■ The task ■
The answer must restate every record word for word.
======== Provided data
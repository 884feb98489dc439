use std::fmt::{self, Write};
use std::num::NonZeroU32;
use std::str::FromStr;

pub type Int = i64;
pub type UInt = u32;
pub type NonZeroUInt = NonZeroU32;

/// The algebraic sign in front of every term of an expression.
#[derive(Debug, Copy, Clone, Eq, PartialEq, Hash)]
pub enum Sign {
    Plus,
    Minus,
}

impl Sign {
    pub const fn apply(self, value: Int) -> Int {
        match self {
            Self::Plus => value,
            Self::Minus => -value,
        }
    }

    pub const fn invert(self) -> Self {
        match self {
            Self::Plus => Self::Minus,
            Self::Minus => Self::Plus,
        }
    }

    pub const fn as_char(self) -> char {
        match self {
            Self::Plus => '+',
            Self::Minus => '-',
        }
    }
}

impl fmt::Display for Sign {
    fn fmt(&self, f: &mut fmt::Formatter<'_>) -> fmt::Result {
        f.write_char(self.as_char())
    }
}

#[derive(thiserror::Error, Debug, Clone, Eq, PartialEq)]
#[error("{0:?} is not a sign")]
pub struct ParseSignError(pub String);

impl FromStr for Sign {
    type Err = ParseSignError;

    fn from_str(s: &str) -> Result<Self, Self::Err> {
        match s {
            "+" => Ok(Self::Plus),
            "-" => Ok(Self::Minus),
            _ => Err(ParseSignError(s.to_owned())),
        }
    }
}

#[derive(thiserror::Error, Debug, Clone, Eq, PartialEq)]
pub enum GroupError {
    #[error("cannot group {len} items into groups of {size}")]
    SizeNotMultiple { len: usize, size: usize },
}

/// Splits `items` into consecutive groups of exactly `size` elements, in order.
///
/// ```
/// # use dice_expression::group_exact;
/// let groups = group_exact(&[1, 2, 3, 4, 5, 6], 3).unwrap();
/// assert_eq!(groups, vec![&[1, 2, 3][..], &[4, 5, 6][..]]);
/// ```
///
/// # Errors
///
/// Fails when `size` is zero or the length of `items` is not a multiple of it.
pub fn group_exact<T>(items: &[T], size: usize) -> Result<Vec<&[T]>, GroupError> {
    if size == 0 || items.len() % size != 0 {
        return Err(GroupError::SizeNotMultiple {
            len: items.len(),
            size,
        });
    }
    Ok(items.chunks_exact(size).collect())
}

#[cfg(test)]
mod tests {
    use super::*;

    #[test]
    fn test_sign_apply() {
        assert_eq!(Sign::Plus.apply(4), 4);
        assert_eq!(Sign::Minus.apply(4), -4);
        assert_eq!(Sign::Minus.apply(-4), 4);
    }

    #[test]
    fn test_sign_invert() {
        assert_eq!(Sign::Plus.invert(), Sign::Minus);
        assert_eq!(Sign::Minus.invert(), Sign::Plus);
    }

    #[test]
    fn test_sign_from_str() {
        assert_eq!("+".parse::<Sign>(), Ok(Sign::Plus));
        assert_eq!("-".parse::<Sign>(), Ok(Sign::Minus));
        assert_eq!("+-".parse::<Sign>(), Err(ParseSignError("+-".into())));
        assert!("".parse::<Sign>().is_err());
        assert_eq!(Sign::Minus.to_string(), "-");
    }

    #[test]
    fn test_group_exact() {
        let groups = group_exact(&["a"; 6], 2).unwrap();
        assert_eq!(groups, vec![&["a", "a"][..]; 3]);
    }

    #[test]
    fn test_group_exact_not_multiple() {
        assert_eq!(
            group_exact(&[1, 2, 3], 2),
            Err(GroupError::SizeNotMultiple { len: 3, size: 2 })
        );
        assert!(group_exact(&[1, 2], 0).is_err());
    }

    #[test]
    fn test_group_exact_empty() {
        let empty: [i32; 0] = [];
        assert!(group_exact(&empty, 3).unwrap().is_empty());
    }
}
================
■ Written response ■
repository 884feb98489dc439
use std::fmt::{self, Write};
use std::num::NonZeroU32;
use std::str::FromStr;

pub type Int = i64;
pub type UInt = u32;
pub type NonZeroUInt = NonZeroU32;

/// The algebraic sign in front of every term of an expression.
#[derive(Debug, Copy, Clone, Eq, PartialEq, Hash)]
pub enum Sign {
    Plus,
    Minus,
}

impl Sign {
    pub const fn apply(self, value: Int) -> Int {
        match self {
            Self::Plus => value,
            Self::Minus => -value,
        }
    }

    pub const fn invert(self) -> Self {
        match self {
            Self::Plus => Self::Minus,
            Self::Minus => Self::Plus,
        }
    }

    pub const fn as_char(self) -> char {
        match self {
            Self::Plus => '+',
            Self::Minus => '-',
        }
    }
}

impl fmt::Display for Sign {
    fn fmt(&self, f: &mut fmt::Formatter<'_>) -> fmt::Result {
        f.write_char(self.as_char())
    }
}

#[derive(thiserror::Error, Debug, Clone, Eq, PartialEq)]
#[error("{0:?} is not a sign")]
pub struct ParseSignError(pub String);

impl FromStr for Sign {
    type Err = ParseSignError;

    fn from_str(s: &str) -> Result<Self, Self::Err> {
        match s {
            "+" => Ok(Self::Plus),
            "-" => Ok(Self::Minus),
            _ => Err(ParseSignError(s.to_owned())),
        }
    }
}

#[derive(thiserror::Error, Debug, Clone, Eq, PartialEq)]
pub enum GroupError {
    #[error("cannot group {len} items into groups of {size}")]
    SizeNotMultiple { len: usize, size: usize },
}

/// Splits `items` into consecutive groups of exactly `size` elements, in order.
///
/// ```
/// # use dice_expression::group_exact;
/// let groups = group_exact(&[1, 2, 3, 4, 5, 6], 3).unwrap();
/// assert_eq!(groups, vec![&[1, 2, 3][..], &[4, 5, 6][..]]);
/// ```
///
/// # Errors
///
/// Fails when `size` is zero or the length of `items` is not a multiple of it.
pub fn group_exact<T>(items: &[T], size: usize) -> Result<Vec<&[T]>, GroupError> {
    if size == 0 || items.len() % size != 0 {
        return Err(GroupError::SizeNotMultiple {
            len: items.len(),
            size,
        });
    }
    Ok(items.chunks_exact(size).collect())
}

#[cfg(test)]
mod tests {
    use super::*;

    #[test]
    fn test_sign_apply() {
        assert_eq!(Sign::Plus.apply(4), 4);
        assert_eq!(Sign::Minus.apply(4), -4);
        assert_eq!(Sign::Minus.apply(-4), 4);
    }

    #[test]
    fn test_sign_invert() {
        assert_eq!(Sign::Plus.invert(), Sign::Minus);
        assert_eq!(Sign::Minus.invert(), Sign::Plus);
    }

    #[test]
    fn test_sign_from_str() {
        assert_eq!("+".parse::<Sign>(), Ok(Sign::Plus));
        assert_eq!("-".parse::<Sign>(), Ok(Sign::Minus));
        assert_eq!("+-".parse::<Sign>(), Err(ParseSignError("+-".into())));
        assert!("".parse::<Sign>().is_err());
        assert_eq!(Sign::Minus.to_string(), "-");
    }

    #[test]
    fn test_group_exact() {
        let groups = group_exact(&["a"; 6], 2).unwrap();
        assert_eq!(groups, vec![&["a", "a"][..]; 3]);
    }

    #[test]
    fn test_group_exact_not_multiple() {
        assert_eq!(
            group_exact(&[1, 2, 3], 2),
            Err(GroupError::SizeNotMultiple { len: 3, size: 2 })
        );
        assert!(group_exact(&[1, 2], 0).is_err());
    }

    #[test]
    fn test_group_exact_empty() {
        let empty: [i32; 0] = [];
        assert!(group_exact(&empty, 3).unwrap().is_empty());
    }
}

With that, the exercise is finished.